◆ **Work item**
Listed below are entries; give the number of lines among them that include "String", and only that number.

◆ **Data to examine**
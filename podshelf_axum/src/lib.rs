//! podshelf-axum - HTTP surface for the podshelf library
//!
//! Provides the router serving the saved-show list, the per-show episode
//! list, and the `/verify` and `/callback` steps of the authorization code
//! flow. Pages are rendered server-side with askama.

mod error;
mod handlers;
mod pages;
mod router;
mod session;
mod state;

pub use error::IntoResponseError;
pub use pages::{render_episode_list, render_show_list};
pub use router::{podshelf_router, podshelf_router_no_trace};
pub use session::{AuthRedirect, SessionContext};
pub use state::AppState;
mod config;
mod memory;
mod redis;
mod types;

pub(crate) use config::cache_store_from_env;
pub(crate) use types::{CacheStore, InMemoryCacheStore};
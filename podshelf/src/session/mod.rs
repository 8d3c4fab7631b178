mod config;
mod errors;
mod main;
mod types;

pub use config::SessionParams;
pub use errors::SessionError;
pub use main::SessionStore;
pub use types::Session;
use std::sync::Arc;

use podshelf::{CatalogConfig, OAuth2Config, SessionStore};

/// Shared state handed to every handler.
#[derive(Clone, Debug)]
pub struct AppState {
    pub oauth2: Arc<OAuth2Config>,
    pub catalog: Arc<CatalogConfig>,
    pub sessions: SessionStore,
}

impl AppState {
    pub fn new(oauth2: OAuth2Config, catalog: CatalogConfig, sessions: SessionStore) -> Self {
        Self {
            oauth2: Arc::new(oauth2),
            catalog: Arc::new(catalog),
            sessions,
        }
    }

    /// Builds the state from the process environment, connecting to the
    /// session store selected by `SESSION_STORE_TYPE`.
    pub async fn from_env() -> Result<Self, Box<dyn std::error::Error + Send + Sync>> {
        let oauth2 = OAuth2Config::from_env()?;
        let catalog = CatalogConfig::from_env()?;
        let sessions = SessionStore::from_env().await?;
        tracing::info!("Session store ready: {:?}", sessions);
        Ok(Self::new(oauth2, catalog, sessions))
    }
}
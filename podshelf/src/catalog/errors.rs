use thiserror::Error;

use crate::utils::UtilError;

#[derive(Debug, Error, Clone)]
pub enum CatalogError {
    #[error("Config error: {0}")]
    Config(String),

    #[error("Invalid url: {0}")]
    InvalidUrl(String),

    #[error("Request error: {0}")]
    Request(String),

    #[error("Unexpected status {status}: {body}")]
    Status { status: u16, body: String },

    #[error("Serde error: {0}")]
    Serde(String),

    /// More pages remained after `max_pages` requests
    #[error("Pagination limit of {max_pages} pages exceeded")]
    PaginationLimitExceeded { max_pages: usize },

    /// Error from utils operations
    #[error("Utils error: {0}")]
    Utils(#[from] UtilError),
}
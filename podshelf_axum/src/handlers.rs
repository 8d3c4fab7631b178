use axum::{
    extract::{Path, Query, State},
    response::{IntoResponse, Redirect, Response},
};
use http::{HeaderMap, StatusCode};

use podshelf::{
    AuthResponse, CoordinationError, Session, TokenBundle, begin_authorization,
    complete_authorization, get_valid_token, list_saved_shows_core, list_show_episodes_core,
};

use super::error::IntoResponseError;
use super::pages::{render_episode_list, render_show_list};
use super::session::{AuthRedirect, SessionContext};
use super::state::AppState;

/// Makes the session's token usable and persists the session.
///
/// `None` means the session holds no token and the caller should redirect.
async fn authorize(
    state: &AppState,
    session: &mut Session,
) -> Result<Option<(TokenBundle, HeaderMap)>, (StatusCode, String)> {
    let (token, authorized) = get_valid_token(session, &state.oauth2)
        .await
        .into_response_error()?;
    if !authorized {
        return Ok(None);
    }

    let headers = state.sessions.save(session).await.into_response_error()?;
    Ok(Some((token, headers)))
}

pub(super) async fn index(
    State(state): State<AppState>,
    SessionContext(mut session): SessionContext,
) -> Result<Response, (StatusCode, String)> {
    let Some((token, headers)) = authorize(&state, &mut session).await? else {
        return Ok(AuthRedirect.into_response());
    };

    let shows = list_saved_shows_core(&state.catalog, &token)
        .await
        .into_response_error()?;
    let html = render_show_list(&shows)?;
    Ok((headers, html).into_response())
}

pub(super) async fn show_detail(
    State(state): State<AppState>,
    Path(show_id): Path<String>,
    SessionContext(mut session): SessionContext,
) -> Result<Response, (StatusCode, String)> {
    let Some((token, headers)) = authorize(&state, &mut session).await? else {
        return Ok(AuthRedirect.into_response());
    };

    let episodes = list_show_episodes_core(&state.catalog, &token, &show_id)
        .await
        .into_response_error()?;
    let html = render_episode_list(&episodes)?;
    Ok((headers, html).into_response())
}

pub(super) async fn verify(
    State(state): State<AppState>,
) -> Result<Redirect, (StatusCode, String)> {
    let auth_url = begin_authorization(&state.oauth2).into_response_error()?;
    Ok(Redirect::to(&auth_url))
}

pub(super) async fn callback(
    State(state): State<AppState>,
    Query(auth_response): Query<AuthResponse>,
    SessionContext(mut session): SessionContext,
) -> Result<(HeaderMap, Redirect), (StatusCode, String)> {
    if let Some(error) = auth_response.error {
        return Err(CoordinationError::AuthorizationDenied(error)).into_response_error();
    }

    complete_authorization(
        &state.sessions,
        &mut session,
        &state.oauth2,
        auth_response.code.as_deref(),
    )
    .await
    .into_response_error()?;

    let headers = state.sessions.save(&mut session).await.into_response_error()?;
    Ok((headers, Redirect::to("/")))
}
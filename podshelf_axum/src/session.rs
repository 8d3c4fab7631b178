use axum::{
    extract::FromRequestParts,
    response::{IntoResponse, Redirect, Response},
};
use http::request::Parts;
use podshelf::Session;

use super::error::IntoResponseError;
use super::state::AppState;

/// Where unauthenticated visitors are sent to start the authorization flow.
pub(crate) const VERIFY_PATH: &str = "/verify";

/// Response for a content request whose session holds no token.
pub struct AuthRedirect;

impl IntoResponse for AuthRedirect {
    fn into_response(self) -> Response {
        tracing::debug!("Redirecting to {}", VERIFY_PATH);
        Redirect::to(VERIFY_PATH).into_response()
    }
}

/// The caller's session, loaded from the store named by the session cookie.
///
/// Requests without a usable cookie get a fresh, unsaved session. Handlers
/// that change it write it back with
/// [`SessionStore::save`](podshelf::SessionStore::save).
#[derive(Debug)]
pub struct SessionContext(pub Session);

impl FromRequestParts<AppState> for SessionContext {
    type Rejection = (http::StatusCode, String);

    async fn from_request_parts(
        parts: &mut Parts,
        state: &AppState,
    ) -> Result<Self, Self::Rejection> {
        let session = state
            .sessions
            .load(&parts.headers)
            .await
            .into_response_error()?;
        Ok(Self(session))
    }
}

◆ **Problem solution**
12